No obstante, todas las empresas afectadas hoy están donde están gracias a todos los que contribuyeron en las varias fases del negocio: clientes, proveedores, pero especialmente sus empleados. Pero los empleados que «cuestan» menos son los que en realidad más necesitan de su sueldo que los que estamos en la cima de la pirámide. Tienen menos opciones personales y profesionales. Sus teléfonos no están sonando pidiéndoles para formar parte de mesas directivas o liderar otras compañías. No pueden aprovechar soluciones de liquidez al nivel que los ejecutivos y grandes empresarios pueden. No pueden crear estrategias para asumir deuda a corto plazo que les permita mantener su nivel de vida o incluso enviar un mensaje de texto a su banquero favorito para duplicar su inversión reciente.

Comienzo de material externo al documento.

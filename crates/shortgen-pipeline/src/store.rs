//! Persistence trait and in-memory implementation.

use std::collections::HashMap;
use std::sync::Arc;

use async_trait::async_trait;
use tokio::sync::RwLock;

use shortgen_models::{Clip, ClipId, SuggestedClip, Transcript, Video, VideoId};

use crate::error::{PipelineError, PipelineResult};

/// Storage operations the pipeline needs. One transcript and one set of
/// suggestions per video; clips are independent records keyed by video.
#[async_trait]
pub trait VideoStore: Send + Sync {
    async fn create_video(&self, video: Video) -> PipelineResult<()>;
    async fn get_video(&self, id: &VideoId) -> PipelineResult<Video>;
    async fn list_videos(&self) -> PipelineResult<Vec<Video>>;
    async fn update_video(&self, video: Video) -> PipelineResult<()>;
    /// Remove a video and everything derived from it.
    async fn delete_video(&self, id: &VideoId) -> PipelineResult<()>;

    async fn save_transcript(&self, transcript: Transcript) -> PipelineResult<()>;
    async fn get_transcript(&self, video_id: &VideoId) -> PipelineResult<Option<Transcript>>;

    async fn save_suggested_clips(&self, clips: Vec<SuggestedClip>) -> PipelineResult<()>;
    async fn get_suggested_clips(&self, video_id: &VideoId) -> PipelineResult<Vec<SuggestedClip>>;

    async fn create_clip(&self, clip: Clip) -> PipelineResult<()>;
    async fn get_clip(&self, id: &ClipId) -> PipelineResult<Clip>;
    async fn update_clip(&self, clip: Clip) -> PipelineResult<()>;
    async fn delete_clip(&self, id: &ClipId) -> PipelineResult<()>;
    async fn list_clips(&self, video_id: &VideoId) -> PipelineResult<Vec<Clip>>;
}

#[derive(Default)]
struct MemoryStoreInner {
    videos: HashMap<VideoId, Video>,
    transcripts: HashMap<VideoId, Transcript>,
    suggestions: HashMap<VideoId, Vec<SuggestedClip>>,
    clips: HashMap<ClipId, Clip>,
}

/// In-memory store. Suitable for tests and single-process deployments;
/// everything is lost on restart.
#[derive(Default, Clone)]
pub struct MemoryStore {
    inner: Arc<RwLock<MemoryStoreInner>>,
}

impl MemoryStore {
    pub fn new() -> Self {
        Self::default()
    }
}

#[async_trait]
impl VideoStore for MemoryStore {
    async fn create_video(&self, video: Video) -> PipelineResult<()> {
        let mut inner = self.inner.write().await;
        inner.videos.insert(video.id.clone(), video);
        Ok(())
    }

    async fn get_video(&self, id: &VideoId) -> PipelineResult<Video> {
        let inner = self.inner.read().await;
        inner
            .videos
            .get(id)
            .cloned()
            .ok_or_else(|| PipelineError::VideoNotFound(id.to_string()))
    }

    async fn list_videos(&self) -> PipelineResult<Vec<Video>> {
        let inner = self.inner.read().await;
        let mut videos: Vec<Video> = inner.videos.values().cloned().collect();
        videos.sort_by(|a, b| b.created_at.cmp(&a.created_at));
        Ok(videos)
    }

    async fn update_video(&self, video: Video) -> PipelineResult<()> {
        let mut inner = self.inner.write().await;
        if !inner.videos.contains_key(&video.id) {
            return Err(PipelineError::VideoNotFound(video.id.to_string()));
        }
        inner.videos.insert(video.id.clone(), video);
        Ok(())
    }

    async fn delete_video(&self, id: &VideoId) -> PipelineResult<()> {
        let mut inner = self.inner.write().await;
        if inner.videos.remove(id).is_none() {
            return Err(PipelineError::VideoNotFound(id.to_string()));
        }
        inner.transcripts.remove(id);
        inner.suggestions.remove(id);
        inner.clips.retain(|_, clip| &clip.video_id != id);
        Ok(())
    }

    async fn save_transcript(&self, transcript: Transcript) -> PipelineResult<()> {
        let mut inner = self.inner.write().await;
        inner
            .transcripts
            .insert(transcript.video_id.clone(), transcript);
        Ok(())
    }

    async fn get_transcript(&self, video_id: &VideoId) -> PipelineResult<Option<Transcript>> {
        let inner = self.inner.read().await;
        Ok(inner.transcripts.get(video_id).cloned())
    }

    async fn save_suggested_clips(&self, clips: Vec<SuggestedClip>) -> PipelineResult<()> {
        // One batch per analysis run: replace any earlier batch wholesale.
        let mut batches: HashMap<VideoId, Vec<SuggestedClip>> = HashMap::new();
        for clip in clips {
            batches.entry(clip.video_id.clone()).or_default().push(clip);
        }
        let mut inner = self.inner.write().await;
        for (video_id, batch) in batches {
            inner.suggestions.insert(video_id, batch);
        }
        Ok(())
    }

    async fn get_suggested_clips(&self, video_id: &VideoId) -> PipelineResult<Vec<SuggestedClip>> {
        let inner = self.inner.read().await;
        let mut clips = inner.suggestions.get(video_id).cloned().unwrap_or_default();
        // Presentation order: most viral first.
        clips.sort_by(|a, b| b.score.total_cmp(&a.score));
        Ok(clips)
    }

    async fn create_clip(&self, clip: Clip) -> PipelineResult<()> {
        let mut inner = self.inner.write().await;
        inner.clips.insert(clip.id.clone(), clip);
        Ok(())
    }

    async fn get_clip(&self, id: &ClipId) -> PipelineResult<Clip> {
        let inner = self.inner.read().await;
        inner
            .clips
            .get(id)
            .cloned()
            .ok_or_else(|| PipelineError::ClipNotFound(id.to_string()))
    }

    async fn update_clip(&self, clip: Clip) -> PipelineResult<()> {
        let mut inner = self.inner.write().await;
        if !inner.clips.contains_key(&clip.id) {
            return Err(PipelineError::ClipNotFound(clip.id.to_string()));
        }
        inner.clips.insert(clip.id.clone(), clip);
        Ok(())
    }

    async fn delete_clip(&self, id: &ClipId) -> PipelineResult<()> {
        let mut inner = self.inner.write().await;
        inner
            .clips
            .remove(id)
            .map(|_| ())
            .ok_or_else(|| PipelineError::ClipNotFound(id.to_string()))
    }

    async fn list_clips(&self, video_id: &VideoId) -> PipelineResult<Vec<Clip>> {
        let inner = self.inner.read().await;
        let mut clips: Vec<Clip> = inner
            .clips
            .values()
            .filter(|c| &c.video_id == video_id)
            .cloned()
            .collect();
        clips.sort_by(|a, b| b.created_at.cmp(&a.created_at));
        Ok(clips)
    }
}
//! Audio transcription: Whisper-compatible API with a placeholder fallback.

use std::path::Path;
use std::sync::Arc;
use std::time::Duration;

use async_trait::async_trait;
use reqwest::multipart;
use serde::Deserialize;
use tracing::{info, warn};

use shortgen_media::extract_audio;
use shortgen_models::{Segment, Transcript, VideoId};

use crate::config::PipelineConfig;
use crate::error::{PipelineError, PipelineResult};

const WHISPER_MODEL: &str = "whisper-1";
const REQUEST_TIMEOUT: Duration = Duration::from_secs(120);

/// Speech-to-text backend.
#[async_trait]
pub trait TranscriptionBackend: Send + Sync {
    async fn transcribe(&self, audio: &Path, video_id: &VideoId) -> PipelineResult<Transcript>;
}

/// Client for the OpenAI audio transcription endpoint (or a compatible
/// server).
pub struct WhisperClient {
    api_url: String,
    api_key: String,
    client: reqwest::Client,
}

#[derive(Debug, Deserialize)]
struct WhisperResponse {
    #[serde(default)]
    text: String,
    #[serde(default)]
    language: String,
    #[serde(default)]
    segments: Vec<WhisperSegment>,
}

#[derive(Debug, Deserialize)]
struct WhisperSegment {
    start: f64,
    end: f64,
    text: String,
}

impl WhisperClient {
    /// Create a client against an API base URL (e.g.
    /// `https://api.openai.com/v1`).
    pub fn new(api_url: impl Into<String>, api_key: impl Into<String>) -> PipelineResult<Self> {
        let client = reqwest::Client::builder()
            .timeout(REQUEST_TIMEOUT)
            .build()?;
        Ok(Self {
            api_url: api_url.into(),
            api_key: api_key.into(),
            client,
        })
    }
}

#[async_trait]
impl TranscriptionBackend for WhisperClient {
    async fn transcribe(&self, audio: &Path, video_id: &VideoId) -> PipelineResult<Transcript> {
        let url = format!("{}/audio/transcriptions", self.api_url);
        let file_name = audio
            .file_name()
            .map(|n| n.to_string_lossy().to_string())
            .unwrap_or_else(|| "audio.wav".to_string());
        let bytes = tokio::fs::read(audio).await?;

        let form = multipart::Form::new()
            .part("file", multipart::Part::bytes(bytes).file_name(file_name))
            .text("model", WHISPER_MODEL)
            .text("response_format", "verbose_json");

        info!(video_id = %video_id, "Calling transcription API");
        let response = self
            .client
            .post(&url)
            .bearer_auth(&self.api_key)
            .multipart(form)
            .send()
            .await?;

        if !response.status().is_success() {
            let status = response.status();
            let body = response.text().await.unwrap_or_default();
            return Err(PipelineError::transcription_failed(format!(
                "API returned {}: {}",
                status, body
            )));
        }

        let whisper: WhisperResponse = response.json().await?;

        let segments = whisper
            .segments
            .into_iter()
            .map(|s| Segment::new(s.start, s.end, s.text.trim()))
            .collect();

        let mut transcript = Transcript::new(video_id.clone(), whisper.language, segments);
        // The API's own full text is authoritative over the joined segments.
        transcript.full_text = whisper.text;
        Ok(transcript)
    }
}

/// Fixed transcript used when no speech-to-text backend is reachable, so
/// the rest of the pipeline can still be exercised.
pub fn placeholder_transcript(video_id: &VideoId) -> Transcript {
    Transcript::new(
        video_id.clone(),
        "en",
        vec![
            Segment::new(0.0, 5.0, "This is a sample transcript."),
            Segment::new(5.0, 10.0, "Whisper integration needed."),
        ],
    )
}

/// Transcription stage: demuxes audio and obtains a transcript.
///
/// Without a configured backend, or when the backend fails, the stage
/// degrades to the placeholder transcript rather than failing the run.
pub struct AudioTranscriber {
    backend: Option<Arc<dyn TranscriptionBackend>>,
}

/// Produces a transcript for a downloaded video file.
#[async_trait]
pub trait Transcriber: Send + Sync {
    async fn transcribe_video(
        &self,
        video_file: &Path,
        video_id: &VideoId,
        audio_dir: &Path,
    ) -> PipelineResult<Transcript>;
}

impl AudioTranscriber {
    pub fn new(backend: Option<Arc<dyn TranscriptionBackend>>) -> Self {
        Self { backend }
    }

    /// Build from config: a Whisper client when an API key is present.
    pub fn from_config(config: &PipelineConfig) -> PipelineResult<Self> {
        let backend = match &config.openai_api_key {
            Some(key) => Some(
                Arc::new(WhisperClient::new(config.openai_api_url.clone(), key.clone())?)
                    as Arc<dyn TranscriptionBackend>,
            ),
            None => None,
        };
        Ok(Self::new(backend))
    }

    /// Transcribe already-extracted audio, falling back to the
    /// placeholder on any backend problem.
    pub async fn obtain_transcript(&self, audio: &Path, video_id: &VideoId) -> Transcript {
        match &self.backend {
            None => {
                warn!(video_id = %video_id, "No transcription credentials, using placeholder transcript");
                placeholder_transcript(video_id)
            }
            Some(backend) => match backend.transcribe(audio, video_id).await {
                Ok(transcript) => {
                    info!(
                        video_id = %video_id,
                        segments = transcript.segments.len(),
                        "Transcription completed"
                    );
                    transcript
                }
                Err(e) => {
                    warn!(video_id = %video_id, error = %e, "Transcription backend failed, using placeholder transcript");
                    placeholder_transcript(video_id)
                }
            },
        }
    }
}

#[async_trait]
impl Transcriber for AudioTranscriber {
    /// Extract audio from the video file and transcribe it.
    async fn transcribe_video(
        &self,
        video_file: &Path,
        video_id: &VideoId,
        audio_dir: &Path,
    ) -> PipelineResult<Transcript> {
        tokio::fs::create_dir_all(audio_dir).await?;
        let audio_path = audio_dir.join(format!("{}.wav", video_id));
        extract_audio(video_file, &audio_path).await?;
        Ok(self.obtain_transcript(&audio_path, video_id).await)
    }
}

¿Qué tal si en lugar de eso empoderamos con seguridad financiera para épocas como estas a nuestros empleados tanto como se le hace al equipo de liderazgo? Los altos ejecutivo y dueños de empresas tienen lujos mayores a los de sus trabajadores. Lujos de conocimiento, de redes de contactos y de acceso a capital. Eso viene con responsabilidades, una de las principales es la de reducir el riesgo de pérdida de ganancias e ingresos. Esa responsabilidad también incluye el tener que despedir a las personas que apoyaron a la empresa en su camino al éxito. El problema es que muchos directivos, al estar obsesionados con eliminar a corto plazo los riesgos en sus reportes financieros, balances y resultados, se llegaron a olvidar de los equipos que les permitieron obtener todos esos lujos.

Las empresas que sobrevivan el largo letargo económico causado por el Covid-19 podrán ser incluso mejores que antes, mucho más eficientes. Por otro lado, la situación del Covid-19 también les ofrece a los ejecutivos, directores e inversores la oportunidad de crear una fidelización real hacia sus empresas; basada en la forma en que trataron a sus activos más valiosos: su gente. Actitudes de empatía contribuirán también a una mayor rentabilidad futura. Los empresarios que tratan a sus equipos humanamente tendrán mucha más credibilidad a futuro gracias a sus reacciones en tiempos como éstos.

Entonces, ¿por qué permitir que sus activos críticos sean despedidos, sobre todo de una forma tan deshumana? Cuando la actividad económica se reactive plenamente, esas mismas personas que fueron despedidas sin integridad ni compasión se irán a un competidor. Alguno un día llegará a ser proveedor, o un alto ejecutivo para un competidor, y no habrá olvidado cómo fue tratado cuando las cosas estuvieron difíciles. Ahora es el momento de darles la mayor recompensa, invirtiendo en nuestra gente más allá de nuestra obligación legal.

 

 

Xavier “Xavi” Flores es un ejecutivo hotelero y de finanzas inmobiliarias, y es asesor de SevenTrain Ventures. Xavi es Licenciado en administración de empresas turísticas por la Universidad de Houston, en Texas, y obtuvo un MBA de ESADE Business School en Barcelona, España. Él es originario de Chetumal, Quintana Roo, y reside actualmente en Nueva York.